AI wants to lay out your living room. A number of new apps promise to be your AI interior designer at a fraction of the cost. Turns out they’re mostly great at beigeifying your life.
Board games, welcome to the climate movement. Catan, the cult-favorite game I’ll always say yes to playing, released a redesigned version that introduces renewable energies to the board, and I think it’s pretty fabulous.
TikTok is putting a run on these faux-film cameras. It’s not unlike the return of ‘00s point-and-shoots in the last year or two. It turns out my digital camera is now an influencer favorite, and everyone’s clamoring for its newest model — at a serious cost. Anecdotally, I got my Fujifilm X100F (retail: $1300ish) on eBay for $700 in 2020. But apparently the X100VI, which retails for $1600, is now reselling for $2500. Supply grimaces at demand. (I do love this camera, though, and you can still find older models affordably secondhand.)
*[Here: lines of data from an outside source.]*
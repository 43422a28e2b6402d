//! Shared fixtures for the integration tests
//!
//! Every fixture writes real SQLite files into a `TempDir` that the caller
//! keeps alive for the duration of the test.

#![allow(dead_code)]

use std::fs;
use std::path::{Path, PathBuf};

use rusqlite::{params, Connection};
use tableinfo::wal::wal_path_for;
use tempfile::TempDir;

/// Message table in the app's Core Data layout
pub const MESSAGE_DDL: &str =
    "CREATE TABLE ZMESSAGE (Z_PK INTEGER PRIMARY KEY, Z_OPT INTEGER, ZTIMESTAMP INTEGER, ZTEXT TEXT)";

/// `(Z_PK, Z_OPT, ZTIMESTAMP, ZTEXT)`
pub type MessageRow<'a> = (i64, i64, i64, Option<&'a str>);

// =============================================================================
// Paths
// =============================================================================

pub fn setup_temp_db() -> (TempDir, PathBuf) {
    let temp_dir = TempDir::new().unwrap();
    let db_path = temp_dir.path().join("talk.sqlite");
    (temp_dir, db_path)
}

// =============================================================================
// Rollback-journal Databases
// =============================================================================

/// Create a database at `path` by running each statement in order
pub fn create_db(path: &Path, statements: &[&str]) {
    let conn = Connection::open(path).unwrap();
    for sql in statements {
        conn.execute(sql, []).unwrap();
    }
}

pub fn insert_messages(conn: &Connection, rows: &[MessageRow]) {
    for (pk, opt, ts, text) in rows {
        conn.execute(
            "INSERT INTO ZMESSAGE (Z_PK, Z_OPT, ZTIMESTAMP, ZTEXT) VALUES (?1, ?2, ?3, ?4)",
            params![pk, opt, ts, text],
        )
        .unwrap();
    }
}

/// Create a ZMESSAGE database at `path`
pub fn create_message_db(path: &Path, rows: &[MessageRow]) {
    let conn = Connection::open(path).unwrap();
    conn.execute(MESSAGE_DDL, []).unwrap();
    insert_messages(&conn, rows);
}

/// Create a ZMESSAGE database as the `-wal` sibling of `db_path`
///
/// This is the layout some acquisition tools produce: the sibling is a
/// database in its own right rather than a frame log.
pub fn create_message_sibling(db_path: &Path, rows: &[MessageRow]) -> PathBuf {
    let wal_path = wal_path_for(db_path);
    create_message_db(&wal_path, rows);
    wal_path
}

/// Write raw bytes as the `-wal` sibling of `db_path`
pub fn write_sibling_bytes(db_path: &Path, bytes: &[u8]) -> PathBuf {
    let wal_path = wal_path_for(db_path);
    fs::write(&wal_path, bytes).unwrap();
    wal_path
}

// =============================================================================
// Live WAL Databases
// =============================================================================

/// Run a pragma and drain whatever rows it returns
pub fn run_pragma(conn: &Connection, pragma: &str) {
    let mut stmt = conn.prepare(&format!("PRAGMA {}", pragma)).unwrap();
    let mut rows = stmt.query([]).unwrap();
    while rows.next().unwrap().is_some() {}
}

/// A WAL-mode ZMESSAGE database with uncheckpointed frames
///
/// The main file holds rows 1-3. The WAL holds rows 4 and 5 plus an edit of
/// row 1's text. The returned connection must stay open: closing the last
/// connection checkpoints the WAL and deletes it.
pub fn create_live_wal_db(path: &Path) -> Connection {
    let conn = Connection::open(path).unwrap();
    run_pragma(&conn, "journal_mode = WAL");
    run_pragma(&conn, "wal_autocheckpoint = 0");

    conn.execute(MESSAGE_DDL, []).unwrap();
    insert_messages(
        &conn,
        &[
            (1, 0, 1_704_034_800_000_000, Some("one")),
            (2, 0, 1_704_034_801_000_000, Some("two")),
            (3, 0, 1_704_034_802_000_000, Some("three")),
        ],
    );
    run_pragma(&conn, "wal_checkpoint(TRUNCATE)");

    insert_messages(
        &conn,
        &[
            (4, 0, 1_704_034_803_000_000, Some("four")),
            (5, 0, 1_704_034_804_000_000, Some("five")),
        ],
    );
    conn.execute("UPDATE ZMESSAGE SET ZTEXT = 'edited' WHERE Z_PK = 1", [])
        .unwrap();

    conn
}

/// A WAL-mode `notes (body)` table with no primary key
///
/// `checkpointed` rows land in the main file, `pending` rows stay in the
/// WAL. Keep the returned connection open for the WAL to survive.
pub fn create_live_wal_notes(path: &Path, checkpointed: &[&str], pending: &[&str]) -> Connection {
    let conn = Connection::open(path).unwrap();
    run_pragma(&conn, "journal_mode = WAL");
    run_pragma(&conn, "wal_autocheckpoint = 0");

    conn.execute("CREATE TABLE notes (body TEXT)", []).unwrap();
    for body in checkpointed {
        conn.execute("INSERT INTO notes VALUES (?1)", params![body]).unwrap();
    }
    run_pragma(&conn, "wal_checkpoint(TRUNCATE)");

    for body in pending {
        conn.execute("INSERT INTO notes VALUES (?1)", params![body]).unwrap();
    }

    conn
}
Team USA gymnastics looks have dropped, and they are good. A trio of styles incorporate curves and swirls meant to evoke the French fleur de lis.
A Milanese art gallery is opening after, oh, a fifty-year delay. The Brera Modern, an offshoot of the massive Pinacoteca di Brera, was planned a half-century ago and will welcome visitors in December. If you’ve ever dealt with Italian bureaucracy, you’ll know that pace is just par for the course.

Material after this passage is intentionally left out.